А в другом письме: «Живу я частью у Коли, частью в Горках, но больше бегаю, мотаюсь, звоню, пишу и пр. Веду себя благоразумно настолько, что Крючков (в Горках в 2 часа ночи за столом, уставленным бутылками), когда я готовил коктейли, а сам пил нарзан с апельсиновым соком, — Крючков сказал, что пришел Антихрист!» … «Тусинька, милая, в связи с тем, что из Ленинграда столько теперь высылают, думаю, что мне благоразумнее подождать числа до 20–25 здесь. Меня же замучат звонками и просьбами. Лучше такое острое время просидеть здесь, в Горках. Правда?»
Разумеется, он не мог помочь всем. Да и не собирался. Но кое-кому все же помогал. Сотруднику библиотеки Академии наук Г.М. Котлярову, родственнику первого мужа Крандиевской Алексею Волькенштейну, писателю-сатирику Жирковичу. Однако поток просьб не уменьшался, и в конце концов Толстой взмолился:
«Тусинька, больше писем таких мне не пиши. Пока нужно передохнуть и дать возможность другим передохнуть от меня».
Эти строки в наше время очень часто любят цитировать как пример толстовского жестокосердия и равнодушия. Последнее действительно имело место, нужды идеализировать красного графа нет, но и доброго не стоит забывать. Сам же Толстой, по-видимому в 1935-м, пока был жив Горький, пока он дружил с Ягодой и Крючковым, чувствовал себя в безопасности, и хотя потом эта дружба едва не вышла ему боком, именно эти двое давали ему советы, как правильно себя вести.
Вяч. Вс. Иванов позднее писал о невестке Горького: «Я видел каждого из ее мужей (или друзей — не со всеми она успевала расписаться) после Макса. Их всех арестовывали»…»»
Толстой мог пополнить ряд. Но его вовремя предупредили.
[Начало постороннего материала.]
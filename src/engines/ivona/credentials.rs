use std::fmt;

use zeroize::{Zeroize, ZeroizeOnDrop};

pub const ACCESS_KEY_ENV: &str = "IVONA_ACCESS_KEY";
pub const SECRET_KEY_ENV: &str = "IVONA_SECRET_KEY";

/// Long-lived access/secret key pair.
///
/// Held in memory only. The `Debug` output never shows the secret, and both
/// keys are wiped when the value is dropped.
#[derive(Clone, PartialEq, Eq, Zeroize, ZeroizeOnDrop)]
pub struct Credentials {
    access_key: String,
    secret_key: String,
}

impl Credentials {
    pub fn new(access_key: impl Into<String>, secret_key: impl Into<String>) -> Self {
        Self {
            access_key: access_key.into(),
            secret_key: secret_key.into(),
        }
    }

    pub fn access_key(&self) -> &str {
        &self.access_key
    }

    pub(crate) fn secret_key(&self) -> &str {
        &self.secret_key
    }

    /// True unless both keys are non-empty.
    pub fn is_incomplete(&self) -> bool {
        self.access_key.is_empty() || self.secret_key.is_empty()
    }
}

impl fmt::Debug for Credentials {
    fn fmt(&self, f: &mut fmt::Formatter<'_>) -> fmt::Result {
        f.debug_struct("Credentials")
            .field("access_key", &self.access_key)
            .field("secret_key", &"<redacted>")
            .finish()
    }
}

/// Somewhere credentials can be resolved from at client construction.
pub trait CredentialSource {
    /// Returns `None` when this source has nothing to offer.
    fn credentials(&self) -> Option<Credentials>;
}

impl CredentialSource for Credentials {
    fn credentials(&self) -> Option<Credentials> {
        Some(self.clone())
    }
}

impl<F> CredentialSource for F
where
    F: Fn() -> Option<Credentials>,
{
    fn credentials(&self) -> Option<Credentials> {
        self()
    }
}

/// Reads the key pair from two environment variables.
///
/// The environment is read only when the client resolves credentials, never
/// implicitly.
#[derive(Debug, Clone)]
pub struct EnvCredentials {
    access_key_var: String,
    secret_key_var: String,
}

impl Default for EnvCredentials {
    fn default() -> Self {
        Self::new(ACCESS_KEY_ENV, SECRET_KEY_ENV)
    }
}

impl EnvCredentials {
    pub fn new(access_key_var: impl Into<String>, secret_key_var: impl Into<String>) -> Self {
        Self {
            access_key_var: access_key_var.into(),
            secret_key_var: secret_key_var.into(),
        }
    }
}

impl CredentialSource for EnvCredentials {
    fn credentials(&self) -> Option<Credentials> {
        let access_key = std::env::var(&self.access_key_var).ok()?;
        let secret_key = std::env::var(&self.secret_key_var).ok()?;
        Some(Credentials::new(access_key, secret_key))
    }
}

/// Tries each source in order and yields the first complete key pair.
///
/// ```
/// use ivona_rs::engines::ivona::{CredentialChain, CredentialSource, Credentials, EnvCredentials};
///
/// let chain = CredentialChain::new()
///     .with(Credentials::new("", ""))
///     .with(EnvCredentials::new("MY_APP_IVONA_ACCESS", "MY_APP_IVONA_SECRET"))
///     .with(Credentials::new("AKID", "secret"));
/// assert_eq!(chain.credentials().unwrap().access_key(), "AKID");
/// ```
#[derive(Default)]
pub struct CredentialChain {
    sources: Vec<Box<dyn CredentialSource>>,
}

impl CredentialChain {
    pub fn new() -> Self {
        Self::default()
    }

    pub fn with(mut self, source: impl CredentialSource + 'static) -> Self {
        self.sources.push(Box::new(source));
        self
    }
}

impl CredentialSource for CredentialChain {
    fn credentials(&self) -> Option<Credentials> {
        self.sources
            .iter()
            .filter_map(|source| source.credentials())
            .find(|creds| !creds.is_incomplete())
    }
}

impl fmt::Debug for CredentialChain {
    fn fmt(&self, f: &mut fmt::Formatter<'_>) -> fmt::Result {
        f.debug_struct("CredentialChain")
            .field("sources", &self.sources.len())
            .finish()
    }
}

#[cfg(test)]
mod tests {
    use super::*;

    #[test]
    fn debug_output_redacts_secret() {
        let creds = Credentials::new("AKIDEXAMPLE", "super-secret");
        let printed = format!("{creds:?}");
        assert!(printed.contains("AKIDEXAMPLE"));
        assert!(!printed.contains("super-secret"));
    }

    #[test]
    fn incomplete_pairs_are_detected() {
        assert!(Credentials::new("", "secret").is_incomplete());
        assert!(Credentials::new("akid", "").is_incomplete());
        assert!(!Credentials::new("akid", "secret").is_incomplete());
    }

    #[test]
    fn env_source_reads_named_variables() {
        std::env::set_var("IVONA_RS_TEST_ENV_ACCESS", "env-akid");
        std::env::set_var("IVONA_RS_TEST_ENV_SECRET", "env-secret");
        let source = EnvCredentials::new("IVONA_RS_TEST_ENV_ACCESS", "IVONA_RS_TEST_ENV_SECRET");
        let creds = source.credentials().unwrap();
        assert_eq!(creds.access_key(), "env-akid");
        assert_eq!(creds.secret_key(), "env-secret");
    }

    #[test]
    fn env_source_yields_nothing_when_unset() {
        let source = EnvCredentials::new("IVONA_RS_TEST_UNSET_ACCESS", "IVONA_RS_TEST_UNSET_SECRET");
        assert!(source.credentials().is_none());
    }

    #[test]
    fn chain_skips_empty_and_missing_sources() {
        let chain = CredentialChain::new()
            .with(|| -> Option<Credentials> { None })
            .with(Credentials::new("akid", ""))
            .with(Credentials::new("second", "secret"));
        assert_eq!(chain.credentials().unwrap().access_key(), "second");

        let empty = CredentialChain::new().with(|| -> Option<Credentials> { None });
        assert!(empty.credentials().is_none());
    }
}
Вяч. Вс. Иванов: «Зимой 1950 года я жил на даче в Переделкине вдвоем с Андрониковым. Он мне рассказал историю ухода из семьи Алексея Николаевича Толстого, в чьем доме Ираклий Андроников был своим человеком. По словам Ираклия (которые вызывают сомнение в отношении хронологии событий), Толстой был влюблен в Надежду Алексеевну и вскоре после смерти Макса думал на ней жениться. По словам Ираклия, ему объяснили, что этого делать нельзя. Толстой тогда женился на Л.И. Баршевой».
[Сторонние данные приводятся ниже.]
//! IVONA Speech Cloud engine.
//!
//! A blocking HTTP client for the two IVONA endpoints, `ListVoices` and
//! `CreateSpeech`. Requests are signed with AWS Signature V4 for the `tts`
//! service in the configured region.
//!
//! # Regions
//!
//! | Region | Endpoint |
//! |---|---|
//! | `eu-west-1` (default) | `https://tts.eu-west-1.ivonacloud.com` |
//! | `us-east-1` | `https://tts.us-east-1.ivonacloud.com` |
//! | `us-west-2` | `https://tts.us-west-2.ivonacloud.com` |
//!
//! # Voice validation
//!
//! Constructing an [`IvonaClient`] downloads the region's voice catalog and
//! checks the default voice against it. Every synthesis call checks its
//! (voice, language) pair against the same cached catalog, so a bad voice
//! fails locally instead of costing a round trip.
//!
//! # Errors
//!
//! [`IvonaError::Configuration`] covers everything detected locally.
//! Responses carrying an `x-amzn-ErrorType` header, or a non-2xx status, map
//! to [`IvonaError::Authentication`] or [`IvonaError::RemoteService`].
//! Network failures come back as [`IvonaError::Transport`].
//!
//! # Examples
//!
//! ## Basic Usage
//!
//! ```rust,no_run
//! use ivona_rs::engines::ivona::{ClientConfig, Credentials, IvonaClient, VoiceSelection};
//!
//! let client = IvonaClient::new(Credentials::new("AKID", "secret"), ClientConfig::default())?;
//!
//! let mut audio = Vec::new();
//! client.synthesize("Hello, world!", &mut audio, &VoiceSelection::default())?;
//! println!("Received {} bytes of MP3", audio.len());
//! # Ok::<(), ivona_rs::engines::ivona::IvonaError>(())
//! ```
//!
//! ## With Custom Voice and Settings
//!
//! ```rust,no_run
//! use std::fs::File;
//! use ivona_rs::engines::ivona::{ClientConfig, EnvCredentials, IvonaClient, Region, VoiceSelection};
//!
//! let config = ClientConfig::default()
//!     .with_region(Region::UsEast1)
//!     .with_voice("Maja", "pl-PL");
//! let mut client = IvonaClient::new(EnvCredentials::default(), config)?;
//! client.config_mut().set_codec("ogg")?;
//! client.config_mut().set_rate("slow")?;
//!
//! let mut file = File::create("dzien-dobry.ogg")?;
//! client.synthesize("Dzień dobry", &mut file, &VoiceSelection::default())?;
//! # Ok::<(), Box<dyn std::error::Error>>(())
//! ```

pub mod client;
pub mod config;
pub mod credentials;
pub mod error;
pub mod signer;
pub mod speech;
pub mod voices;

pub use client::IvonaClient;
pub use config::{
    ClientConfig, ClientOptions, ClientOptionsBuilder, Codec, Rate, Region, Volume,
};
pub use credentials::{CredentialChain, CredentialSource, Credentials, EnvCredentials};
pub use error::{ConfigError, IvonaError};
pub use signer::{Aws4Signer, RequestSigner};
pub use speech::VoiceSelection;
pub use voices::{Gender, VoiceCatalog, VoiceDescriptor, VoiceFilter};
Крандиевская этого, скорее всего, не знала. Да и Андроникову трудно до конца верить. Эпоха тридцатых мифологизировалась впоследствии как никакая другая, и отстал ли Толстой от Тимоши, потому что так ему велели, или же она его решительно отвергла сама и он убедился в бесплодности своих усилий, доподлинно неизвестно. Известно точно одно: он страдал.
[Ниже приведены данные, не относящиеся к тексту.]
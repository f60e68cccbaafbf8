//! Vault configuration and its validation.

use serde::{Deserialize, Serialize};

use edvault_common::{Error, KeyReference, Result};

/// One identity or a set of identities.
#[derive(Debug, Clone, PartialEq, Eq, Serialize, Deserialize)]
#[serde(untagged)]
pub enum Authorities {
    One(String),
    Many(Vec<String>),
}

impl Authorities {
    pub fn contains(&self, identity: &str) -> bool {
        match self {
            Authorities::One(one) => one == identity,
            Authorities::Many(many) => many.iter().any(|id| id == identity),
        }
    }

    fn is_empty(&self) -> bool {
        match self {
            Authorities::One(one) => one.is_empty(),
            Authorities::Many(many) => many.is_empty() || many.iter().any(String::is_empty),
        }
    }
}

/// Stored configuration of a vault.
#[derive(Debug, Clone, PartialEq, Eq, Serialize, Deserialize)]
#[serde(rename_all = "camelCase")]
pub struct VaultConfig {
    /// URL of the vault, `{base_uri}/edvs/{localId}`.
    pub id: String,
    pub sequence: u64,
    pub controller: String,
    pub invoker: Authorities,
    pub delegator: Authorities,
    pub key_agreement_key: KeyReference,
    pub hmac: KeyReference,
    #[serde(default, skip_serializing_if = "Option::is_none")]
    pub reference_id: Option<String>,
}

impl VaultConfig {
    /// Whether `identity` may read and write documents in this vault.
    pub fn allows_invoker(&self, identity: &str) -> bool {
        self.controller == identity || self.invoker.contains(identity)
    }
}

/// Configuration body as submitted by a client.
///
/// Every field is optional at the wire level so that a missing field is
/// reported as a validation error instead of a body parse failure.
#[derive(Debug, Clone, Default, Deserialize)]
#[serde(rename_all = "camelCase")]
pub struct VaultConfigRequest {
    pub id: Option<String>,
    #[serde(default)]
    pub sequence: u64,
    pub controller: Option<String>,
    pub invoker: Option<Authorities>,
    pub delegator: Option<Authorities>,
    pub key_agreement_key: Option<KeyReference>,
    pub hmac: Option<KeyReference>,
    pub reference_id: Option<String>,
}

fn check_key(name: &str, key: Option<KeyReference>) -> Result<KeyReference> {
    let key = key.ok_or_else(|| Error::Validation(format!("{name} is required")))?;
    if key.id.is_empty() || key.key_type.is_empty() {
        return Err(Error::Validation(format!("{name} requires id and type")));
    }
    Ok(key)
}

impl VaultConfigRequest {
    /// Validate the body and build the configuration it describes.
    ///
    /// `invoker` and `delegator` default to the controller. The returned
    /// config carries `id` as submitted (possibly empty); the manager decides
    /// whether that is acceptable.
    ///
    /// # Errors
    /// - `Error::Validation` if controller, keyAgreementKey or hmac is
    ///   missing or empty, or an authority set is empty
    pub fn into_config(self) -> Result<VaultConfig> {
        let controller = self
            .controller
            .filter(|c| !c.is_empty())
            .ok_or_else(|| Error::Validation("controller is required".to_string()))?;
        let key_agreement_key = check_key("keyAgreementKey", self.key_agreement_key)?;
        let hmac = check_key("hmac", self.hmac)?;

        let invoker = self
            .invoker
            .unwrap_or_else(|| Authorities::One(controller.clone()));
        let delegator = self
            .delegator
            .unwrap_or_else(|| Authorities::One(controller.clone()));
        if invoker.is_empty() || delegator.is_empty() {
            return Err(Error::Validation(
                "invoker and delegator cannot be empty".to_string(),
            ));
        }
        if matches!(&self.reference_id, Some(r) if r.is_empty()) {
            return Err(Error::Validation("referenceId cannot be empty".to_string()));
        }

        Ok(VaultConfig {
            id: self.id.unwrap_or_default(),
            sequence: self.sequence,
            controller,
            invoker,
            delegator,
            key_agreement_key,
            hmac,
            reference_id: self.reference_id,
        })
    }
}

/// Path segment under which vaults are addressed.
pub const EDVS_PATH: &str = "edvs";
«В конце лета 1935 года Толстой вернулся из-за границы. Неудачный роман с Пешковой пришел к естественному концу. Отвергнутое чувство заставило его, сжав зубы, сесть за работу в Детском. Он был мрачен. Казалось, он мстил мне за свой крах. С откровенной жестокостью он говорил:
— У меня осталась одна работа. У меня нет личной жизни».